Learning about Broadcast News
Ofcom funded this eight-month study to identify learning outcomes achieved through BBC News School Report, an initiative which began in 2006. The BBC aims to provide opportunities for Year 8 children (ages 12-13) in UK schools to learn about news production. The research team, which was completely independent from the BBC, selected as case studies three schools who were involved in School Report, and interviewed selected pupils before and after the project, as well as observing activities in the schools on 22nd March, the day on which participating schools all did news projects which were linked to a national website. The research report was completed in August 2007 and is published by Ofcom under the title Lifeblood of Democracy? Learning about Broadcast News.
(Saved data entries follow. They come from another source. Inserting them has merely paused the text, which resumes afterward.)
/*!
# Two-Level Priority Queue

Keys partitioned into **groups**; each group is an ordered concatenable
sequence with its own minimum, and a global heap tracks the minimum over all
*active* groups. The Galil–Micali–Gabow variant stores the edges reaching
into each non-even blossom as one group, so that

- δ₂ is the global minimum,
- labelling a blossom odd **freezes** its whole group in `O(log m)` (the
  slack of an even–odd edge does not move under dual adjustment),
- expanding a blossom **splits** its group at sub-blossom boundaries, and
- a uniform slack decrease costs `O(1)` via a shared offset.

Frozen groups accumulate *debt*: the amount of global offset movement they
missed while frozen. The true priority of an entry is
`stored + offset − debt`, where insertion under a frozen group uses the
group's freeze point instead of the live offset. Reactivating a group only
bumps its debt; no entry is touched.

Groups contain one **anchor** per node (with infinite priority, key space
above the real keys) so a split point exists even for nodes without entries.
*/

use crate::graph::Weight;
use crate::queues::concat::{CqPool, CqRef};
use crate::queues::pq1::PriorityQueue1;

/// Handle of one group.
pub type GroupId = u32;

/// Priority assigned to anchors; must dominate every real priority.
const ANCHOR_PRIORITY: Weight = Weight::MAX / 4;

/// True priorities at or above this threshold are anchors, i.e. "no entry".
const REAL_LIMIT: Weight = Weight::MAX / 8;

#[derive(Clone, Debug)]
struct GroupSlot {
    queue: u32,
    debt: Weight,
    active: bool,
    /// Offset value at the moment the group was last deactivated.
    frozen_at: Weight,
    live: bool,
}

/// Two-level priority queue over `u32` keys with group freezing.
///
/// # Examples
/// ```
/// use blossoms::queues::PriorityQueue2;
///
/// let mut pq = PriorityQueue2::new(100);
/// let g = pq.create_group(true);
/// let anchor = pq.insert_anchor(g, 100);
/// pq.insert_after(anchor, 3, 40);
/// pq.insert_after(anchor, 4, 25);
///
/// assert_eq!(pq.group_min(g).map(|(_, k, p)| (k, p)), Some((4, 25)));
/// pq.decrease_all_priorities(5);
/// assert_eq!(pq.global_min().map(|(_, _, k, p)| (k, p)), Some((4, 20)));
/// ```
#[derive(Clone, Debug)]
pub struct PriorityQueue2 {
    pool: CqPool<Weight>,
    groups: Vec<GroupSlot>,
    free_groups: Vec<u32>,
    /// Global minimum over active groups, keyed by group id with priority
    /// `stored_min - debt` (comparable across groups under a shared offset).
    heap: PriorityQueue1<Weight>,
    offset: Weight,
    /// Keys at or above this value are anchors.
    first_anchor_key: u32,
}

impl PriorityQueue2 {
    /// Creates an empty structure; real keys live in `0..first_anchor_key`,
    /// anchor keys at `first_anchor_key` and above.
    pub fn new(first_anchor_key: u32) -> Self {
        Self {
            pool: CqPool::new(),
            groups: Vec::new(),
            free_groups: Vec::new(),
            heap: PriorityQueue1::new(16),
            offset: 0,
            first_anchor_key,
        }
    }

    /// Creates a new empty group.
    pub fn create_group(&mut self, active: bool) -> GroupId {
        let g = if let Some(g) = self.free_groups.pop() {
            g
        } else {
            self.groups.push(GroupSlot {
                queue: 0,
                debt: 0,
                active: false,
                frozen_at: 0,
                live: false,
            });
            (self.groups.len() - 1) as GroupId
        };

        let queue = self.pool.new_queue(g);
        self.groups[g as usize] = GroupSlot {
            queue,
            debt: 0,
            active,
            frozen_at: self.offset,
            live: true,
        };
        self.refresh(g);
        g
    }

    /// Returns *true* if the group currently participates in the global
    /// minimum.
    pub fn is_active(&self, g: GroupId) -> bool {
        self.groups[g as usize].active
    }

    /// The group an entry or anchor currently belongs to.
    pub fn group_of(&self, r: CqRef) -> GroupId {
        self.pool.owner(self.pool.queue_of(r))
    }

    /// Appends the anchor of a node to the back of `g`.
    pub fn insert_anchor(&mut self, g: GroupId, key: u32) -> CqRef {
        debug_assert!(key >= self.first_anchor_key);
        let r = self
            .pool
            .push_back(self.groups[g as usize].queue, key, ANCHOR_PRIORITY);
        self.refresh(g);
        r
    }

    /// Inserts a real entry with the given true priority directly after
    /// `after` (an anchor or another entry of the same group).
    pub fn insert_after(&mut self, after: CqRef, key: u32, priority: Weight) -> CqRef {
        debug_assert!(key < self.first_anchor_key);
        let g = self.group_of(after);
        let slot = &self.groups[g as usize];
        let stored = priority - self.base(slot) + slot.debt;
        let r = self.pool.insert_after(after, key, stored);
        self.refresh(g);
        r
    }

    /// Updates the true priority of an existing entry.
    pub fn change_priority(&mut self, r: CqRef, priority: Weight) {
        let g = self.group_of(r);
        let slot = &self.groups[g as usize];
        let stored = priority - self.base(slot) + slot.debt;
        self.pool.update_priority(r, stored);
        self.refresh(g);
    }

    /// Removes a single entry.
    pub fn remove_entry(&mut self, r: CqRef) {
        let g = self.group_of(r);
        self.pool.remove(r);
        self.refresh(g);
    }

    /// Minimum real entry of `g` as `(ref, key, true priority)`.
    pub fn group_min(&self, g: GroupId) -> Option<(CqRef, u32, Weight)> {
        let slot = &self.groups[g as usize];
        let (r, key, stored) = self.pool.find_min(slot.queue)?;
        let prio = stored + self.base(slot) - slot.debt;
        (prio < REAL_LIMIT).then_some((r, key, prio))
    }

    /// Minimum real entry over all active groups as
    /// `(group, ref, key, true priority)`.
    pub fn global_min(&self) -> Option<(GroupId, CqRef, u32, Weight)> {
        let (g, _) = self.heap.find_min()?;
        let (r, key, prio) = self.group_min(g)?;
        Some((g, r, key, prio))
    }

    /// Removes `g` from global-minimum consideration and freezes the true
    /// priorities of its entries.
    pub fn deactivate(&mut self, g: GroupId) {
        let slot = &mut self.groups[g as usize];
        if !slot.active {
            return;
        }
        slot.active = false;
        slot.frozen_at = self.offset;
        self.heap.remove(g);
    }

    /// Reinstates a frozen group; its entries resume moving with the global
    /// offset from their frozen values.
    pub fn activate(&mut self, g: GroupId) {
        let slot = &mut self.groups[g as usize];
        if slot.active {
            return;
        }
        slot.debt += self.offset - slot.frozen_at;
        slot.active = true;
        self.refresh(g);
    }

    /// Decreases the true priority of every entry in every **active** group,
    /// in constant time.
    pub fn decrease_all_priorities(&mut self, delta: Weight) {
        self.offset -= delta;
    }

    /// Splits `g` before the given anchor/entry: `g` keeps the front part,
    /// the returned group receives the rest and inherits activity and debt.
    pub fn split_off_before(&mut self, g: GroupId, r: CqRef) -> GroupId {
        let q2 = self.pool.split_off_before(self.groups[g as usize].queue, r);

        let g2 = self.create_group(false);
        let src = self.groups[g as usize].clone();
        let slot = &mut self.groups[g2 as usize];
        // `create_group` allocated a fresh empty queue for g2; swap it for
        // the split-off half and carry over the freeze state
        let unused = std::mem::replace(&mut slot.queue, q2);
        slot.debt = src.debt;
        slot.active = false;
        slot.frozen_at = src.frozen_at;
        self.pool.delete_queue(unused);
        self.pool.set_owner(q2, g2);

        if src.active {
            self.groups[g2 as usize].active = true;
            self.refresh(g2);
        }
        self.refresh(g);
        g2
    }

    /// Removes and returns all **real** entries of `g` as
    /// `(key, true priority)` in group order; anchors are discarded and the
    /// group is deleted.
    pub fn dissolve_group(&mut self, g: GroupId) -> Vec<(u32, Weight)> {
        let slot = self.groups[g as usize].clone();
        let base = self.base(&slot) - slot.debt;
        let entries = self
            .pool
            .drain(slot.queue)
            .into_iter()
            .filter(|&(key, _)| key < self.first_anchor_key)
            .map(|(key, stored)| (key, stored + base))
            .collect();

        self.pool.delete_queue(slot.queue);
        self.heap.remove(g);
        self.groups[g as usize].live = false;
        self.free_groups.push(g);
        entries
    }

    /// Offset entries translate against: the live offset for active groups,
    /// the freeze point for frozen ones.
    #[inline(always)]
    fn base(&self, slot: &GroupSlot) -> Weight {
        if slot.active {
            self.offset
        } else {
            slot.frozen_at
        }
    }

    /// Re-syncs the global heap entry of `g` after a structural change.
    fn refresh(&mut self, g: GroupId) {
        let slot = &self.groups[g as usize];
        if !slot.active {
            return;
        }
        let key = match self.pool.find_min(slot.queue) {
            Some((_, _, stored)) => stored - slot.debt,
            None => ANCHOR_PRIORITY,
        };
        if self.heap.contains(g) {
            self.heap.change_priority(g, key);
        } else {
            self.heap.insert(g, key);
        }
    }
}

#[cfg(test)]
mod tests {
    use super::*;

    const A: u32 = 1000; // first anchor key in all tests

    #[test]
    fn group_and_global_minima() {
        let mut pq = PriorityQueue2::new(A);
        let g1 = pq.create_group(true);
        let g2 = pq.create_group(true);

        let a1 = pq.insert_anchor(g1, A);
        let a2 = pq.insert_anchor(g2, A + 1);
        pq.insert_after(a1, 0, 30);
        pq.insert_after(a2, 1, 20);
        pq.insert_after(a2, 2, 50);

        assert_eq!(pq.group_min(g1).map(|(_, k, p)| (k, p)), Some((0, 30)));
        assert_eq!(pq.global_min().map(|(g, _, k, p)| (g, k, p)), Some((g2, 1, 20)));
    }

    #[test]
    fn empty_groups_have_no_minimum() {
        let mut pq = PriorityQueue2::new(A);
        let g = pq.create_group(true);
        assert_eq!(pq.group_min(g), None);
        assert_eq!(pq.global_min(), None);

        // anchors alone do not constitute entries
        pq.insert_anchor(g, A);
        assert_eq!(pq.group_min(g), None);
        assert_eq!(pq.global_min(), None);
    }

    #[test]
    fn freezing_suspends_offset_movement() {
        let mut pq = PriorityQueue2::new(A);
        let g1 = pq.create_group(true);
        let g2 = pq.create_group(true);
        let a1 = pq.insert_anchor(g1, A);
        let a2 = pq.insert_anchor(g2, A + 1);
        pq.insert_after(a1, 0, 100);
        pq.insert_after(a2, 1, 10);

        pq.decrease_all_priorities(4);
        pq.deactivate(g2);
        pq.decrease_all_priorities(30);

        // g2 is invisible globally and its entry froze at 6
        assert_eq!(pq.global_min().map(|(_, _, k, p)| (k, p)), Some((0, 66)));
        assert_eq!(pq.group_min(g2).map(|(_, k, p)| (k, p)), Some((1, 6)));

        // inserts into a frozen group stay frozen too
        let e = pq.insert_after(a2, 2, 3);
        assert_eq!(pq.group_min(g2).map(|(_, k, p)| (k, p)), Some((2, 3)));

        pq.activate(g2);
        assert_eq!(pq.global_min().map(|(_, _, k, p)| (k, p)), Some((2, 3)));
        pq.decrease_all_priorities(2);
        assert_eq!(pq.group_min(g2).map(|(_, k, p)| (k, p)), Some((2, 1)));
        assert_eq!(pq.group_min(g1).map(|(_, k, p)| (k, p)), Some((0, 64)));

        pq.remove_entry(e);
        assert_eq!(pq.group_min(g2).map(|(_, k, p)| (k, p)), Some((1, 4)));
    }

    #[test]
    fn split_inherits_freeze_state() {
        let mut pq = PriorityQueue2::new(A);
        let g = pq.create_group(true);
        let a0 = pq.insert_anchor(g, A);
        let a1 = pq.insert_anchor(g, A + 1);
        pq.insert_after(a0, 0, 8);
        pq.insert_after(a1, 1, 5);

        pq.decrease_all_priorities(3);
        pq.deactivate(g);
        pq.decrease_all_priorities(100); // must not affect the frozen entries

        let g2 = pq.split_off_before(g, a1);
        assert_eq!(pq.group_min(g).map(|(_, k, p)| (k, p)), Some((0, 5)));
        assert_eq!(pq.group_min(g2).map(|(_, k, p)| (k, p)), Some((1, 2)));
        assert_eq!(pq.global_min(), None);

        pq.activate(g2);
        assert_eq!(pq.global_min().map(|(g, _, k, p)| (g, k, p)), Some((g2, 1, 2)));
        pq.decrease_all_priorities(2);
        assert_eq!(pq.group_min(g2).map(|(_, k, p)| (k, p)), Some((1, 0)));
        // the still-frozen left half did not move
        assert_eq!(pq.group_min(g).map(|(_, k, p)| (k, p)), Some((0, 5)));
    }

    #[test]
    fn dissolve_reports_true_priorities() {
        let mut pq = PriorityQueue2::new(A);
        let g = pq.create_group(true);
        let a = pq.insert_anchor(g, A);
        pq.insert_after(a, 4, 12);
        pq.insert_after(a, 3, 7);
        pq.decrease_all_priorities(5);

        let mut entries = pq.dissolve_group(g);
        entries.sort_unstable();
        assert_eq!(entries, vec![(3, 2), (4, 7)]);
        assert_eq!(pq.global_min(), None);
    }
}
Click here to see the research report.
Special Effects
This year-long project by the BFI and the National Foundation for Educational Research was funded by Creative Partnerships and reported in April 2007. The project aimed to identify the distinctive learning outcomes associated with moving image eduation. Nine case studies were selected, representing a range of types of school in different Creative Partnership areas, and selected pupils in each school were interviewed before and after their school’s Creative Partnership project. The research team also observed activities during each project.